• **Task requirements**
Your task is to find every line in the records that holds the string "names" and copy it.

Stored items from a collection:
═══
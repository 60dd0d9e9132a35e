//! Error types and result aliases for archapi operations.
//!
//! Every client operation fails with an [`ArchApiError`]. The variant tells the
//! caller *where* the failure happened (before the request, in transport, in
//! decoding, or on the remote side) and every variant records which
//! [`Operation`] was running.

use std::fmt;

use thiserror::Error;

/// Remote operation an error originated from
#[derive(Debug, Clone, Copy, PartialEq, Eq, Hash)]
pub enum Operation {
    /// AUR RPC `search` request
    Search,
    /// AUR RPC `info`/`multiinfo` request
    Info,
    /// Mirror status feed request
    ListMirrors,
}

impl fmt::Display for Operation {
    fn fmt(&self, f: &mut fmt::Formatter<'_>) -> fmt::Result {
        let name = match self {
            Operation::Search => "search",
            Operation::Info => "info",
            Operation::ListMirrors => "mirror list",
        };
        f.write_str(name)
    }
}

/// Which part of a response failed to decode
#[derive(Debug, Clone, Copy, PartialEq, Eq, Hash)]
pub enum DecodeStage {
    /// The outer RPC envelope (`version`, `type`, `results`, ...)
    Envelope,
    /// The `results` payload of a well-formed envelope
    Payload,
    /// The mirror status document
    MirrorList,
}

impl fmt::Display for DecodeStage {
    fn fmt(&self, f: &mut fmt::Formatter<'_>) -> fmt::Result {
        let name = match self {
            DecodeStage::Envelope => "envelope",
            DecodeStage::Payload => "payload",
            DecodeStage::MirrorList => "document",
        };
        f.write_str(name)
    }
}

/// Failure reported by a transport implementation.
///
/// `status` is set when the server answered but the answer could not be used.
#[derive(Error, Debug)]
#[error("{message}")]
pub struct TransportError {
    message: String,
    status: Option<u16>,
    #[source]
    source: Option<Box<dyn std::error::Error + Send + Sync>>,
}

impl TransportError {
    /// Create a transport error with no underlying cause
    pub fn new(message: impl Into<String>) -> Self {
        Self {
            message: message.into(),
            status: None,
            source: None,
        }
    }

    /// Create a transport error wrapping a lower-level error
    pub fn with_source<E>(message: impl Into<String>, source: E) -> Self
    where
        E: std::error::Error + Send + Sync + 'static,
    {
        Self {
            message: message.into(),
            status: None,
            source: Some(Box::new(source)),
        }
    }

    /// Create a transport error for an unusable HTTP status
    pub fn status(status: u16) -> Self {
        Self {
            message: format!("server returned HTTP status {}", status),
            status: Some(status),
            source: None,
        }
    }

    /// Create a status error keeping the reason the body was unusable
    pub fn status_with_source<E>(status: u16, source: E) -> Self
    where
        E: std::error::Error + Send + Sync + 'static,
    {
        Self {
            source: Some(Box::new(source)),
            ..Self::status(status)
        }
    }

    /// HTTP status that caused this error, if any
    pub fn http_status(&self) -> Option<u16> {
        self.status
    }
}

/// Unified error type for all archapi operations
#[derive(Error, Debug)]
pub enum ArchApiError {
    /// A local precondition failed; no request was sent.
    #[error("archapi: invalid {operation} request: {reason}")]
    Validation { operation: Operation, reason: String },

    /// The transport could not deliver a usable response.
    #[error("archapi: {operation} request failed: {source}")]
    Transport {
        operation: Operation,
        #[source]
        source: TransportError,
    },

    /// The response body did not have the expected shape.
    #[error("archapi: failed to decode {operation} {stage}: {source}")]
    Decode {
        operation: Operation,
        stage: DecodeStage,
        #[source]
        source: serde_json::Error,
    },

    /// The remote service answered with an in-band error message.
    #[error("archapi: {operation} rejected by server: {message}")]
    Application { operation: Operation, message: String },
}

/// Result type alias for archapi operations
pub type ArchApiResult<T> = Result<T, ArchApiError>;

impl ArchApiError {
    pub fn validation(operation: Operation, reason: impl Into<String>) -> Self {
        Self::Validation {
            operation,
            reason: reason.into(),
        }
    }

    pub fn transport(operation: Operation, source: TransportError) -> Self {
        Self::Transport { operation, source }
    }

    pub fn decode(operation: Operation, stage: DecodeStage, source: serde_json::Error) -> Self {
        Self::Decode {
            operation,
            stage,
            source,
        }
    }

    pub fn application(operation: Operation, message: impl Into<String>) -> Self {
        Self::Application {
            operation,
            message: message.into(),
        }
    }

    /// Operation that produced this error
    pub fn operation(&self) -> Operation {
        match self {
            ArchApiError::Validation { operation, .. }
            | ArchApiError::Transport { operation, .. }
            | ArchApiError::Decode { operation, .. }
            | ArchApiError::Application { operation, .. } => *operation,
        }
    }

    /// Check if the remote service itself reported this error
    pub fn is_remote(&self) -> bool {
        matches!(self, ArchApiError::Application { .. })
    }

    /// Check if repeating the request might succeed
    pub fn is_recoverable(&self) -> bool {
        matches!(self, ArchApiError::Transport { .. })
    }

    /// Get a user-friendly suggestion for fixing this error
    pub fn suggestion(&self) -> Option<&'static str> {
        match self {
            ArchApiError::Validation { .. } => Some("Pass at least one package name"),
            ArchApiError::Transport { .. } => {
                Some("Check your internet connection or the configured endpoint URL")
            }
            ArchApiError::Decode { .. } => {
                Some("The endpoint may not be an AUR RPC or mirror status URL")
            }
            ArchApiError::Application { operation: Operation::Search, .. } => {
                Some("Use a longer search term or a different --by field")
            }
            ArchApiError::Application { .. } => None,
        }
    }
}
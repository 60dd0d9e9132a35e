//! Mirror status feed records.

use chrono::{DateTime, Utc};
use serde::{Deserialize, Serialize};

/// Mirror status document
#[derive(Debug, Clone, PartialEq, Deserialize, Serialize)]
pub struct MirrorList {
    /// Age in seconds after which the service stops scoring a mirror
    pub cutoff: u64,
    pub last_check: DateTime<Utc>,
    pub num_checks: u64,
    /// Seconds between checks
    pub check_frequency: u64,
    /// Mirrors in the order the service listed them
    pub urls: Vec<Mirror>,
    pub version: u32,
}

/// One mirror URL and its sync statistics.
///
/// Statistics are `None` for mirrors that never synced within the cutoff.
#[derive(Debug, Clone, PartialEq, Deserialize, Serialize)]
pub struct Mirror {
    pub url: String,
    pub protocol: String,
    pub last_sync: Option<DateTime<Utc>>,
    pub completion_pct: Option<f64>,
    /// Seconds behind the master mirror
    pub delay: Option<i64>,
    pub duration_avg: Option<f64>,
    pub duration_stddev: Option<f64>,
    /// Lower is better
    pub score: Option<f64>,
    pub active: bool,
    #[serde(default)]
    pub country: String,
    #[serde(default)]
    pub country_code: String,
    pub isos: bool,
    pub ipv4: bool,
    pub ipv6: bool,
    /// Free-text notes, often the reason a mirror is inactive
    #[serde(default)]
    pub details: String,
}

impl Mirror {
    /// Check the ISO country code (case-insensitive)
    pub fn in_country(&self, code: &str) -> bool {
        self.country_code.eq_ignore_ascii_case(code)
    }

    /// Check the URL scheme (case-insensitive)
    pub fn serves(&self, protocol: &str) -> bool {
        self.protocol.eq_ignore_ascii_case(protocol)
    }
}
//! Arch Linux mirror status feed client

use std::fmt;
use std::sync::Arc;

use archapi_core::{ArchApiError, ArchApiResult, DecodeStage, MirrorList, Operation, TransportError};
use tracing::debug;
use url::Url;

use crate::config::{ClientConfig, ConfigError};
use crate::transport::Transport;

/// Default mirror status feed
pub const MIRROR_STATUS_URL: &str = "https://archlinux.org/mirrors/status/json/";

/// Client for the mirror status feed
#[derive(Clone)]
pub struct MirrorClient {
    transport: Arc<dyn Transport>,
    feed_url: Url,
}

impl MirrorClient {
    pub fn new(transport: Arc<dyn Transport>) -> Self {
        let feed_url = Url::parse(MIRROR_STATUS_URL).expect("MIRROR_STATUS_URL is a valid URL");
        Self { transport, feed_url }
    }

    pub fn with_feed_url(mut self, feed_url: Url) -> Self {
        self.feed_url = feed_url;
        self
    }

    /// Create a client with its own HTTP transport from configuration
    pub fn from_config(config: &ClientConfig) -> Result<Self, ConfigError> {
        Ok(Self::new(config.build_transport()?).with_feed_url(config.mirrors_url()?))
    }

    pub fn feed_url(&self) -> &Url {
        &self.feed_url
    }

    /// Fetch the current mirror status.
    ///
    /// The feed has no in-band error format: a non-success status is a
    /// transport error and any body that is not a mirror list is a decode error.
    pub async fn list_mirrors(&self) -> ArchApiResult<MirrorList> {
        let operation = Operation::ListMirrors;
        debug!(url = %self.feed_url, "fetching mirror status");

        let response = self
            .transport
            .get(&self.feed_url)
            .await
            .map_err(|e| ArchApiError::transport(operation, e))?;

        if !response.is_success() {
            return Err(ArchApiError::transport(
                operation,
                TransportError::status(response.status),
            ));
        }

        let list = decode_mirror_list(&response.body)?;
        debug!(mirrors = list.urls.len(), "decoded mirror status");
        Ok(list)
    }
}

/// Decode a mirror status document
pub fn decode_mirror_list(body: &[u8]) -> ArchApiResult<MirrorList> {
    serde_json::from_slice(body)
        .map_err(|e| ArchApiError::decode(Operation::ListMirrors, DecodeStage::MirrorList, e))
}

impl fmt::Debug for MirrorClient {
    fn fmt(&self, f: &mut fmt::Formatter<'_>) -> fmt::Result {
        f.debug_struct("MirrorClient")
            .field("feed_url", &self.feed_url.as_str())
            .finish_non_exhaustive()
    }
}

#[cfg(test)]
mod tests;
//! `archapi search`

use archapi_core::Package;
use archapi_registry::SearchBy;

use super::{CliResult, CommandContext};
use crate::output::colors::{ColorSupport, Style};

pub async fn execute(by: Option<SearchBy>, term: String, ctx: &CommandContext) -> CliResult<()> {
    let packages = ctx.registry.search(by, &term).await?;

    if ctx.json {
        return ctx.print_json(&packages);
    }

    if packages.is_empty() {
        ctx.output.warn(&format!("No packages found for '{}'", term));
        return Ok(());
    }

    println!("{}", format_results(&packages, ctx.output.colors()));
    Ok(())
}

/// All results in the order the server returned them, same as `--json`
pub fn format_results(packages: &[Package], colors: &ColorSupport) -> String {
    packages
        .iter()
        .map(|pkg| format_package(pkg, colors))
        .collect::<Vec<_>>()
        .join("\n")
}

/// Two-line summary: `aur/name version (+votes popularity) [flags]` then the description
pub fn format_package(pkg: &Package, colors: &ColorSupport) -> String {
    let mut line = format!(
        "{}{} {} (+{} {:.2})",
        colors.paint(Style::Muted, "aur/"),
        colors.paint(Style::Name, &pkg.name),
        colors.paint(Style::Version, &pkg.version),
        pkg.num_votes,
        pkg.popularity
    );
    if pkg.is_orphaned() {
        line.push_str(&colors.paint(Style::Flag, " [orphaned]"));
    }
    if pkg.is_out_of_date() {
        line.push_str(&colors.paint(Style::Flag, " [out of date]"));
    }

    let description = pkg.description.as_deref().unwrap_or("");
    format!("{}\n    {}", line, description)
}
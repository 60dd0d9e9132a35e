//! AUR RPC client

use std::fmt;
use std::sync::Arc;

use archapi_core::{ArchApiError, ArchApiResult, Operation, Package, PackageInfo, TransportError};
use serde::de::DeserializeOwned;
use tracing::debug;
use url::Url;

use crate::api::{Query, RpcEnvelope, SearchBy, AUR_RPC_URL};
use crate::config::{ClientConfig, ConfigError};
use crate::transport::Transport;

/// Client for the AUR `search` and `info` RPC operations.
///
/// Holds no mutable state; clone it or share it freely between tasks.
#[derive(Clone)]
pub struct RegistryClient {
    transport: Arc<dyn Transport>,
    rpc_url: Url,
}

impl RegistryClient {
    /// Create a client for the public AUR endpoint
    pub fn new(transport: Arc<dyn Transport>) -> Self {
        let rpc_url = Url::parse(AUR_RPC_URL).expect("AUR_RPC_URL is a valid URL");
        Self { transport, rpc_url }
    }

    /// Point the client at a different RPC endpoint
    pub fn with_rpc_url(mut self, rpc_url: Url) -> Self {
        self.rpc_url = rpc_url;
        self
    }

    /// Create a client with its own HTTP transport from configuration
    pub fn from_config(config: &ClientConfig) -> Result<Self, ConfigError> {
        Ok(Self::new(config.build_transport()?).with_rpc_url(config.rpc_url()?))
    }

    pub fn rpc_url(&self) -> &Url {
        &self.rpc_url
    }

    /// Look up packages by exact name.
    ///
    /// Results come back in whatever order the server chose; names with no
    /// match are simply missing from the result.
    ///
    /// # Errors
    ///
    /// Fails with [`ArchApiError::Validation`] before any request when `names`
    /// is empty. Transport, decode and remote failures are passed through.
    pub async fn info<I, S>(&self, names: I) -> ArchApiResult<Vec<PackageInfo>>
    where
        I: IntoIterator<Item = S>,
        S: Into<String>,
    {
        self.execute(&Query::info(names)).await
    }

    /// Search packages.
    ///
    /// With `by` unset the server matches against name and description.
    pub async fn search(&self, by: Option<SearchBy>, term: &str) -> ArchApiResult<Vec<Package>> {
        self.execute(&Query::search(by, term)).await
    }

    /// Send `query` and decode the results as `T`
    pub async fn execute<T: DeserializeOwned>(&self, query: &Query) -> ArchApiResult<Vec<T>> {
        let operation = query.operation();
        let url = query.to_url(&self.rpc_url)?;

        debug!(%operation, url = %url, "sending RPC request");

        let response = self
            .transport
            .get(&url)
            .await
            .map_err(|e| ArchApiError::transport(operation, e))?;

        let status_error = || ArchApiError::transport(operation, TransportError::status(response.status));

        // The service reports failures inside the envelope, sometimes with an
        // error status; only fall back to the status when the body is unusable.
        let envelope = match RpcEnvelope::parse(operation, &response.body) {
            Ok(envelope) => envelope,
            Err(ArchApiError::Decode { source, .. }) if !response.is_success() => {
                let error = TransportError::status_with_source(response.status, source);
                return Err(ArchApiError::transport(operation, error));
            }
            Err(e) => return Err(e),
        };
        if !response.is_success() && !envelope.is_error() {
            return Err(status_error());
        }

        let results = envelope.into_results(operation)?;
        debug!(%operation, count = results.len(), "decoded RPC results");
        Ok(results)
    }
}

impl fmt::Debug for RegistryClient {
    fn fmt(&self, f: &mut fmt::Formatter<'_>) -> fmt::Result {
        f.debug_struct("RegistryClient")
            .field("rpc_url", &self.rpc_url.as_str())
            .finish_non_exhaustive()
    }
}
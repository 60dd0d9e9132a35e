//! Data records decoded from the remote services.
//!
//! - `package`: AUR search and info results
//! - `mirror`: mirror status feed

pub mod mirror;
pub mod package;

// Re-export all public types
pub use mirror::{Mirror, MirrorList};
pub use package::{OutOfDate, Package, PackageInfo};
//! Error message formatting with actionable suggestions.

use std::error::Error;

use super::colors::{ColorSupport, Style};
use crate::commands::CliError;

/// Error formatter with suggestions
pub struct ErrorFormatter {
    colors: ColorSupport,
}

impl ErrorFormatter {
    /// Create a new error formatter
    pub fn new() -> Self {
        Self {
            colors: ColorSupport::detect(),
        }
    }

    pub fn with_colors(colors: ColorSupport) -> Self {
        Self { colors }
    }

    /// Format an error with its causes and a suggestion
    pub fn format_error(&self, error: &CliError) -> String {
        let mut output = String::new();

        output.push_str(&self.colors.paint(Style::Error, "error"));
        output.push_str(": ");
        output.push_str(&error.to_string());
        output.push('\n');

        // The top-level message already includes the direct cause
        let mut source = error.source().and_then(|s| s.source());
        while let Some(err) = source {
            output.push_str(&self.colors.paint(Style::Muted, "caused by"));
            output.push_str(": ");
            output.push_str(&err.to_string());
            output.push('\n');
            source = err.source();
        }

        if let Some(suggestion) = error.suggestion() {
            output.push_str(&self.colors.paint(Style::Muted, "help"));
            output.push_str(": ");
            output.push_str(suggestion);
            output.push('\n');
        }

        output
    }
}

impl Default for ErrorFormatter {
    fn default() -> Self {
        Self::new()
    }
}
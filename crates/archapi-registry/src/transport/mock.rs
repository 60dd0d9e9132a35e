//! In-memory transport for client tests

use std::sync::Mutex;

use archapi_core::TransportError;
use url::Url;

use super::{BoxFuture, Transport, TransportResponse};

/// Replays a canned response and records every requested URL
pub(crate) struct RecordingTransport {
    response: Result<TransportResponse, String>,
    requests: Mutex<Vec<Url>>,
}

impl RecordingTransport {
    pub(crate) fn respond(status: u16, body: impl Into<Vec<u8>>) -> Self {
        Self {
            response: Ok(TransportResponse::new(status, body)),
            requests: Mutex::new(Vec::new()),
        }
    }

    pub(crate) fn respond_json(value: serde_json::Value) -> Self {
        Self::respond(200, serde_json::to_vec(&value).unwrap())
    }

    pub(crate) fn fail(message: &str) -> Self {
        Self {
            response: Err(message.to_string()),
            requests: Mutex::new(Vec::new()),
        }
    }

    pub(crate) fn requests(&self) -> Vec<Url> {
        self.requests.lock().unwrap().clone()
    }
}

impl Transport for RecordingTransport {
    fn get<'a>(&'a self, url: &'a Url) -> BoxFuture<'a, Result<TransportResponse, TransportError>> {
        self.requests.lock().unwrap().push(url.clone());
        let response = self.response.clone().map_err(TransportError::new);
        Box::pin(async move { response })
    }
}
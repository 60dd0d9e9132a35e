//! AUR RPC and mirror status client
//!
//! This crate turns typed requests into AUR RPC queries and decodes the
//! responses into the records defined in `archapi-core`. It also fetches the
//! Arch Linux mirror status feed.
//!
//! Nothing here is global: build a [`Transport`] (usually [`HttpTransport`]),
//! share it between a [`RegistryClient`] and a [`MirrorClient`], and pass the
//! clients to whoever needs them.

pub mod api;
pub mod client;
pub mod config;
pub mod mirrors;
pub mod transport;

// Re-export main types
pub use api::{Query, QueryType, ResponseKind, RpcEnvelope, SearchBy, AUR_RPC_URL, RPC_VERSION};
pub use client::RegistryClient;
pub use config::{ClientConfig, ConfigError};
pub use mirrors::{MirrorClient, MIRROR_STATUS_URL};
pub use transport::{BoxFuture, HttpTransport, Transport, TransportResponse};

pub use archapi_core::{ArchApiError, ArchApiResult, Mirror, MirrorList, Package, PackageInfo};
═══
• **Response area**
    /// Results come back in whatever order the server chose; names with no
    /// Fails with [`ArchApiError::Validation`] before any request when `names`
    pub async fn info<I, S>(&self, names: I) -> ArchApiResult<Vec<PackageInfo>>
        self.execute(&Query::info(names)).await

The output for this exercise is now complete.